The Penitent Thief, also known as the Thief on the Cross or the Good Thief, is an unnamed character mentioned in the Gospel according to Saint Luke who is crucified alongside Christ and who – unlike his companion, the unrepentant thief – asks Christ to remember him in his kingdom.

The Penitent Thief is traditionally known as Saint Dismas or Dusmas, although he is known in Spanish as Dimas, in the Coptic Orthodox tradition as Demas, and in the Russian Orthodox tradition as Rach. The unrepentant thief, also unnamed in the Gospels, is traditionally called Gestas.

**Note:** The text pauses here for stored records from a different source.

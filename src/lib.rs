//! Production-scheduling board core.
//!
//! Tasks measured in work-days are placed onto facilities along a daily
//! timeline. A task's span on the board is its duration divided by the
//! facility's manpower, and no two tasks may share a facility-day.
//!
//! # Modules
//!
//! - **`models`**: Domain types: `Task`, `Facility`, `CellKey`, `CellRecord`,
//!   `TimeWindow`
//! - **`sizing`**: Span length and pixel geometry
//! - **`grid`**: The occupancy grid, its stored document form, and load KPIs
//! - **`view`**: Month, quarter, and year timelines and the projection of
//!   day-level occupancy into them
//! - **`placement`**: Drop, undrop, resize, and delete gestures with
//!   versioned saves and rollback
//! - **`store`**: Collaborator traits plus in-memory implementations
//! - **`validation`**: Cross-checks of tasks, facilities, and grid
//! - **`config`**: Board settings loaded from TOML
//! - **`error`**: Error taxonomy
//!
//! # Example
//!
//! ```
//! use schedule_board::models::{Facility, Task, DAY_MS};
//! use schedule_board::placement::PlacementController;
//! use schedule_board::store::{MemoryFacilityStore, MemoryGridPersistence, MemoryTaskStore};
//! use schedule_board::view::ViewKind;
//!
//! let tasks = MemoryTaskStore::with_tasks([Task::new("T1", "P1", "W1").with_duration(4)]);
//! let facilities = MemoryFacilityStore::with_facilities([Facility::new("F1", "W1").with_manpower(2)]);
//! let mut board = PlacementController::new("W1", tasks, facilities, MemoryGridPersistence::new(), ViewKind::Month);
//!
//! let day = 1_700_006_400_000;
//! let keys = board.drop_task("T1", "F1", day).unwrap();
//! assert_eq!(keys.len(), 2);
//! assert!(board.grid().query("F1", day + DAY_MS).is_some());
//! ```

pub mod config;
pub mod error;
pub mod grid;
pub mod models;
pub mod placement;
pub mod sizing;
pub mod store;
pub mod validation;
pub mod view;

pub use error::{BoardError, PersistenceError, Result};
//! Undo journal for task and facility store writes.
//!
//! Store writes of one gesture are applied in order. Before each write the
//! journal records the previous record; if a later write fails, the recorded
//! records are written back in reverse order.

use crate::error::PersistenceError;
use crate::models::{Facility, Task};
use crate::store::{FacilityStore, TaskStore};

/// One store write.
#[derive(Debug, Clone)]
pub(crate) enum StoreOp {
    UpsertTask(Task),
    RemoveTask(String),
    Attach { facility_id: String, task_id: String },
    Detach { facility_id: String, task_id: String },
    UpsertFacility(Facility),
    RemoveFacility(String),
}

enum Undo {
    Task { id: String, previous: Option<Task> },
    Facility { id: String, previous: Option<Facility> },
}

/// Applies `ops`; on failure restores every record touched so far.
pub(crate) fn apply<T, F>(tasks: &mut T, facilities: &mut F, ops: Vec<StoreOp>) -> Result<(), PersistenceError>
where
    T: TaskStore,
    F: FacilityStore,
{
    let mut undo: Vec<Undo> = Vec::with_capacity(ops.len());

    for op in ops {
        let result = match op {
            StoreOp::UpsertTask(task) => {
                undo.push(Undo::Task {
                    id: task.id.clone(),
                    previous: tasks.get(&task.id),
                });
                tasks.upsert(task)
            }
            StoreOp::RemoveTask(id) => {
                undo.push(Undo::Task {
                    previous: tasks.get(&id),
                    id: id.clone(),
                });
                tasks.remove(&id).map(|_| ())
            }
            StoreOp::Attach { facility_id, task_id } => {
                undo.push(Undo::Facility {
                    previous: facilities.get(&facility_id),
                    id: facility_id.clone(),
                });
                facilities.attach_task(&facility_id, &task_id)
            }
            StoreOp::Detach { facility_id, task_id } => {
                undo.push(Undo::Facility {
                    previous: facilities.get(&facility_id),
                    id: facility_id.clone(),
                });
                facilities.detach_task(&facility_id, &task_id)
            }
            StoreOp::UpsertFacility(facility) => {
                undo.push(Undo::Facility {
                    id: facility.id.clone(),
                    previous: facilities.get(&facility.id),
                });
                facilities.upsert(facility)
            }
            StoreOp::RemoveFacility(id) => {
                undo.push(Undo::Facility {
                    previous: facilities.get(&id),
                    id: id.clone(),
                });
                facilities.remove(&id).map(|_| ())
            }
        };

        if let Err(err) = result {
            // the failed op's own entry is restored too; it may have partially applied
            rollback(tasks, facilities, undo);
            return Err(err);
        }
    }
    Ok(())
}

fn rollback<T, F>(tasks: &mut T, facilities: &mut F, undo: Vec<Undo>)
where
    T: TaskStore,
    F: FacilityStore,
{
    for entry in undo.into_iter().rev() {
        let restored = match entry {
            Undo::Task { id, previous: Some(task) } => tasks.upsert(task).map_err(|e| (id, e)),
            Undo::Task { id, previous: None } => tasks.remove(&id).map(|_| ()).map_err(|e| (id, e)),
            Undo::Facility { id, previous: Some(facility) } => {
                facilities.upsert(facility).map_err(|e| (id, e))
            }
            Undo::Facility { id, previous: None } => {
                facilities.remove(&id).map(|_| ()).map_err(|e| (id, e))
            }
        };
        if let Err((id, error)) = restored {
            tracing::warn!(record = %id, error = %error, "failed to restore record during rollback");
        }
    }
}

#[cfg(test)]
mod tests {
    use super::*;
    use crate::store::{MemoryFacilityStore, MemoryTaskStore};

    /// Task store whose writes start failing after a fixed number of successes.
    struct FlakyTasks {
        inner: MemoryTaskStore,
        writes_left: usize,
    }

    impl TaskStore for FlakyTasks {
        fn get(&self, task_id: &str) -> Option<Task> {
            self.inner.get(task_id)
        }

        fn upsert(&mut self, task: Task) -> Result<(), PersistenceError> {
            if self.writes_left == 0 {
                return Err(PersistenceError::Unavailable("flaky".into()));
            }
            self.writes_left -= 1;
            self.inner.upsert(task)
        }

        fn remove(&mut self, task_id: &str) -> Result<Option<Task>, PersistenceError> {
            self.inner.remove(task_id)
        }

        fn list(&self, project_id: &str) -> Vec<Task> {
            self.inner.list(project_id)
        }
    }

    #[test]
    fn test_apply_all() {
        let mut tasks = MemoryTaskStore::with_tasks([Task::new("T1", "P1", "W1")]);
        let mut facilities = MemoryFacilityStore::with_facilities([Facility::new("F1", "W1")]);

        apply(
            &mut tasks,
            &mut facilities,
            vec![
                StoreOp::UpsertTask(Task::new("T1", "P1", "W1").placed_at("F1", 0)),
                StoreOp::Attach {
                    facility_id: "F1".into(),
                    task_id: "T1".into(),
                },
            ],
        )
        .unwrap();

        assert!(tasks.get("T1").unwrap().is_placed());
        assert!(facilities.get("F1").unwrap().has_task("T1"));
    }

    #[test]
    fn test_failure_rolls_back_earlier_writes() {
        let mut facilities = MemoryFacilityStore::with_facilities([Facility::new("F1", "W1")]);
        let mut tasks = FlakyTasks {
            inner: MemoryTaskStore::with_tasks([Task::new("T1", "P1", "W1")]),
            writes_left: 1,
        };

        let err = apply(
            &mut tasks,
            &mut facilities,
            vec![
                StoreOp::Attach {
                    facility_id: "F1".into(),
                    task_id: "T1".into(),
                },
                StoreOp::RemoveTask("T1".into()),
                StoreOp::UpsertTask(Task::new("T2", "P1", "W1")),
                StoreOp::UpsertTask(Task::new("T3", "P1", "W1")), // fails
            ],
        )
        .unwrap_err();

        assert!(matches!(err, PersistenceError::Unavailable(_)));
        assert!(!facilities.get("F1").unwrap().has_task("T1"));
        assert!(tasks.get("T2").is_none());
        // T1 restore is an upsert; the flaky store refuses it, so it stays removed
        assert!(tasks.get("T1").is_none());
    }
}
//! Placement gestures: drop, undrop, resize, delete.
//!
//! [`PlacementController`] validates a gesture against the occupancy grid,
//! saves the new grid, and then updates the task and facility records.
//! Observers registered with [`PlacementController::on_change`] receive a
//! [`GridEvent`] for every committed change.

mod controller;
mod journal;

pub use controller::PlacementController;

use crate::models::CellKey;

/// Committed change to the local grid.
#[derive(Debug, Clone, PartialEq)]
pub enum GridEvent {
    /// A task now occupies `keys`.
    Occupied { task_id: String, keys: Vec<CellKey> },
    /// `cells` cells of a task were removed.
    Released { task_id: String, cells: usize },
    /// The whole grid was replaced by a stored revision.
    Replaced { version: u64 },
}

/// Grid change observer.
pub type GridListener = Box<dyn Fn(&GridEvent) + Send + Sync>;
//! Occupancy grid and its persisted form.
//!
//! The grid is the day-granular source of truth for which facility/day
//! slots are claimed by which task. Coarser views are derived from it by
//! the [`view`](crate::view) projector.
//!
//! # Usage
//!
//! ```
//! use schedule_board::grid::OccupancyGrid;
//! use schedule_board::models::{CellState, Facility, Task, DAY_MS};
//!
//! let facility = Facility::new("F1", "W1").with_manpower(2);
//! let task = Task::new("T1", "P1", "W1").with_duration(4);
//!
//! let mut grid = OccupancyGrid::new();
//! let keys = grid.occupy(&facility, &task, 0).unwrap();
//! assert_eq!(keys.len(), 2);
//! assert_eq!(grid.query("F1", DAY_MS).unwrap().state, CellState::OccupiedEnd);
//!
//! grid.release(&facility, &task, 0);
//! assert!(grid.is_empty());
//! ```

mod document;
mod occupancy;
mod stats;

pub use document::GridDocument;
pub use occupancy::OccupancyGrid;
pub use stats::{BoardKpi, FacilityLoad};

The four Gospels tells us that the two men were crucified alongside Christ, one on his right hand and one on his left (Matthew 27: 38; Mark 15: 27-28; Luke 23: 33; John 19: 18). Saint Mark interprets this as a fulfillment of the prophecy of Isaiah 53: 12. According to Saint Matthew, both of the thieves mocked Christ (Matthew 27: 44).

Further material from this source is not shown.